Exercise brief: Look for the word "logged" in the entries below, then copy every line that has it.

━━━━

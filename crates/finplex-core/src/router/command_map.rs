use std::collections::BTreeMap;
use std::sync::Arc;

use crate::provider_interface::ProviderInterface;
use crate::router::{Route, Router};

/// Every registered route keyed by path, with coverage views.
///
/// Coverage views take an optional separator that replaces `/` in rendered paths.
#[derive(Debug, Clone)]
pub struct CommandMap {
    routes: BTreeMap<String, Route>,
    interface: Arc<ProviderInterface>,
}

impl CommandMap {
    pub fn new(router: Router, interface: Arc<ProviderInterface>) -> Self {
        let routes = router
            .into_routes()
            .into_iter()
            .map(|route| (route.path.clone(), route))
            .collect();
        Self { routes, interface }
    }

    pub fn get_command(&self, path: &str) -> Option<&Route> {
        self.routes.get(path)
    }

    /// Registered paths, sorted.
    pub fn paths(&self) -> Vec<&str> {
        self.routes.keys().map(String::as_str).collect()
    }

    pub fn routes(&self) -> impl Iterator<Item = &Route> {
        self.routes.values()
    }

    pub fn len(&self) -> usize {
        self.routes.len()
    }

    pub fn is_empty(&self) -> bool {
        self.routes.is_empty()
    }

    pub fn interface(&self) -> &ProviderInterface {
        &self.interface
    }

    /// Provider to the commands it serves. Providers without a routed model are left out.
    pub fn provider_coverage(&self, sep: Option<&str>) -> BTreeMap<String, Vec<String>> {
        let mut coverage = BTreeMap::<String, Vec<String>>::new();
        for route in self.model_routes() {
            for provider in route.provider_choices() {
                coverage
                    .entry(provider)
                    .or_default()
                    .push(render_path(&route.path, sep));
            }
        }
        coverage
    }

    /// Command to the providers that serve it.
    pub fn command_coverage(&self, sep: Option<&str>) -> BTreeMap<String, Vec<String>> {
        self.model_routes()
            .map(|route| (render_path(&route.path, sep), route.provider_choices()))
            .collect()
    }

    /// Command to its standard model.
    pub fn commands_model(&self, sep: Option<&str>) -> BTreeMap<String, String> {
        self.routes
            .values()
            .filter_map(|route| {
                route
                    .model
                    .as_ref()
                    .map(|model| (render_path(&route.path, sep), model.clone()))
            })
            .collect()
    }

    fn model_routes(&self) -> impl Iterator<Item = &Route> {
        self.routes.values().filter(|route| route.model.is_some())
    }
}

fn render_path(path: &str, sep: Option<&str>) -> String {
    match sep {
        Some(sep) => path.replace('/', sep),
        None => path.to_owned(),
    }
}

━━━━

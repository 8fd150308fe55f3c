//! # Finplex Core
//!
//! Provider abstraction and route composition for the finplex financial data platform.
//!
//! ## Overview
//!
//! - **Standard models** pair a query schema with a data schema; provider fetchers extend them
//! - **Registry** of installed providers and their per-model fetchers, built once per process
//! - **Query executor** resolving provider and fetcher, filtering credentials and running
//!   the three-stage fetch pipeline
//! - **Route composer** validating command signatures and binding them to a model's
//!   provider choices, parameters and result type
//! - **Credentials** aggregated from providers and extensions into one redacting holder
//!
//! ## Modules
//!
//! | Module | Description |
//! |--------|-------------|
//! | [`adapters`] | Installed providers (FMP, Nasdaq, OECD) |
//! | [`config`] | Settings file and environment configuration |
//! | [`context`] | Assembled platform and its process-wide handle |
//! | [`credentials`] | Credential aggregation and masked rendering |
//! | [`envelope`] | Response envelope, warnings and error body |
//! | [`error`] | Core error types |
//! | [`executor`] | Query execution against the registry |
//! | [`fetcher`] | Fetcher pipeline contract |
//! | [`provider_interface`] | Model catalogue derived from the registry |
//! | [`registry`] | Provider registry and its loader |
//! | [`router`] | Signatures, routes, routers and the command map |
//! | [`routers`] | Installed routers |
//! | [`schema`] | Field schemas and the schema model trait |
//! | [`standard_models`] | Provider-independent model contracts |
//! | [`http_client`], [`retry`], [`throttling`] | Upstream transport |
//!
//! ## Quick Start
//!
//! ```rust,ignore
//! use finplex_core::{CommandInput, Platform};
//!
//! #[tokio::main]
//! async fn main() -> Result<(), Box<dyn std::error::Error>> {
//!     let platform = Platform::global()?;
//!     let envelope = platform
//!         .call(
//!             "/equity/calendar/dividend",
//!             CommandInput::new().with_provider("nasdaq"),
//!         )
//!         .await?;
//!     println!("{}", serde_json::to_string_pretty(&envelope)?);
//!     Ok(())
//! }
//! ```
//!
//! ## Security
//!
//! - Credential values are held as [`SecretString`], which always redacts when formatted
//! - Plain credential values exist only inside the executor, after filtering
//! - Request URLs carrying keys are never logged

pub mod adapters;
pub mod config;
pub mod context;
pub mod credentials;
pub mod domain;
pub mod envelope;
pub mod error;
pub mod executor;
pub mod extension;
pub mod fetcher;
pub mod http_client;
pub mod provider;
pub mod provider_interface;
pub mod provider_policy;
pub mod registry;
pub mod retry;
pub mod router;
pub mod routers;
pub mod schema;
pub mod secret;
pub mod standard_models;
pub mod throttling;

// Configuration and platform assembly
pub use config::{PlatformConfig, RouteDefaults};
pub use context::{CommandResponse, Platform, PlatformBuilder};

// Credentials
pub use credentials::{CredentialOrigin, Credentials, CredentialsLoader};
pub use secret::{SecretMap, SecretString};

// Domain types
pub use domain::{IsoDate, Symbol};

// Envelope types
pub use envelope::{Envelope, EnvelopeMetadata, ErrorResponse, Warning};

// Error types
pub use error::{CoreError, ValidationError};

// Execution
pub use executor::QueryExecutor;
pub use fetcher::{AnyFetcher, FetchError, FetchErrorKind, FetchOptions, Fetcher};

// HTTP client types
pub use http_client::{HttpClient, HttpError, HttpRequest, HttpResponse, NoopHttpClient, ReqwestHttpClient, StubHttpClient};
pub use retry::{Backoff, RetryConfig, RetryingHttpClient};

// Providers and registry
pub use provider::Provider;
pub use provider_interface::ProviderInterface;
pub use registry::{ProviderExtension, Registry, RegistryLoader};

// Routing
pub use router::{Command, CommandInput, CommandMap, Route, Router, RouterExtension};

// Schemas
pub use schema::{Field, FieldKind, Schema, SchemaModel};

━━━━

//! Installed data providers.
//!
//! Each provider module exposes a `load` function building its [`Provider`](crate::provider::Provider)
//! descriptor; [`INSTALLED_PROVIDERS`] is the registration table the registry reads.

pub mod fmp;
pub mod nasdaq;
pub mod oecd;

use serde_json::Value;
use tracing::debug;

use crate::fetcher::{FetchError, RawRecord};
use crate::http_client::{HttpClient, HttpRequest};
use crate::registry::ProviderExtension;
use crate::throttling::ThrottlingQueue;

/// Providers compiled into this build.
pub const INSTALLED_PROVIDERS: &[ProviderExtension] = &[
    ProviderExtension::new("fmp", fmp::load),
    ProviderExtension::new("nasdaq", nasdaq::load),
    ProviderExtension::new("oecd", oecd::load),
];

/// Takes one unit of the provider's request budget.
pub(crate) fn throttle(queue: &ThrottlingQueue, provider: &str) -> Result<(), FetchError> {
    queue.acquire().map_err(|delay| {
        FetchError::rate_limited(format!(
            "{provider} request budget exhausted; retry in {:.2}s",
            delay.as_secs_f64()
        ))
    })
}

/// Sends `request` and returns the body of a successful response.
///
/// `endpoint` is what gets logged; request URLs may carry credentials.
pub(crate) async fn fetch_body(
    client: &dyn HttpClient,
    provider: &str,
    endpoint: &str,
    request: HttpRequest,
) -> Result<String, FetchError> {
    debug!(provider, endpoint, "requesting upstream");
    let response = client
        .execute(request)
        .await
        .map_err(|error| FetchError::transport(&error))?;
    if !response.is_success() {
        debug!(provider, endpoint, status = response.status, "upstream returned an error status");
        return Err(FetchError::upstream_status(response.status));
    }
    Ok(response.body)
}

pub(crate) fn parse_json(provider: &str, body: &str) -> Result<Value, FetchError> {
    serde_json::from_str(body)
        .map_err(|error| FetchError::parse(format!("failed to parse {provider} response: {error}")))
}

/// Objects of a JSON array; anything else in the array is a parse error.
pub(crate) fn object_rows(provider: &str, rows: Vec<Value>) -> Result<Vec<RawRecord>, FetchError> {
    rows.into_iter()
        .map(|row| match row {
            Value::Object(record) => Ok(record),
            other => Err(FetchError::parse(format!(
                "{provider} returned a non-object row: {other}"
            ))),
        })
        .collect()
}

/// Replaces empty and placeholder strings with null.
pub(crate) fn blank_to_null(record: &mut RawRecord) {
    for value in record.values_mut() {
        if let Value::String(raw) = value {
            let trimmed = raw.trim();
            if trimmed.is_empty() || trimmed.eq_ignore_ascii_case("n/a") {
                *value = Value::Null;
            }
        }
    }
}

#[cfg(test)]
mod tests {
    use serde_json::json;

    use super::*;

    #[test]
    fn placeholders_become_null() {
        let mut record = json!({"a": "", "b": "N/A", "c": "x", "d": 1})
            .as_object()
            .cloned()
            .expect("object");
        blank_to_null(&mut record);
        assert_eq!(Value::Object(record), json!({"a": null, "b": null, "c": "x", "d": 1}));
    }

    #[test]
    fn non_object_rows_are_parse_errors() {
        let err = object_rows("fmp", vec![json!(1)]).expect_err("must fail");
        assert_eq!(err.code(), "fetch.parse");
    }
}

━━━━

Answer to the problem:
//! - Request URLs carrying keys are never logged
/// `endpoint` is what gets logged; request URLs may carry credentials.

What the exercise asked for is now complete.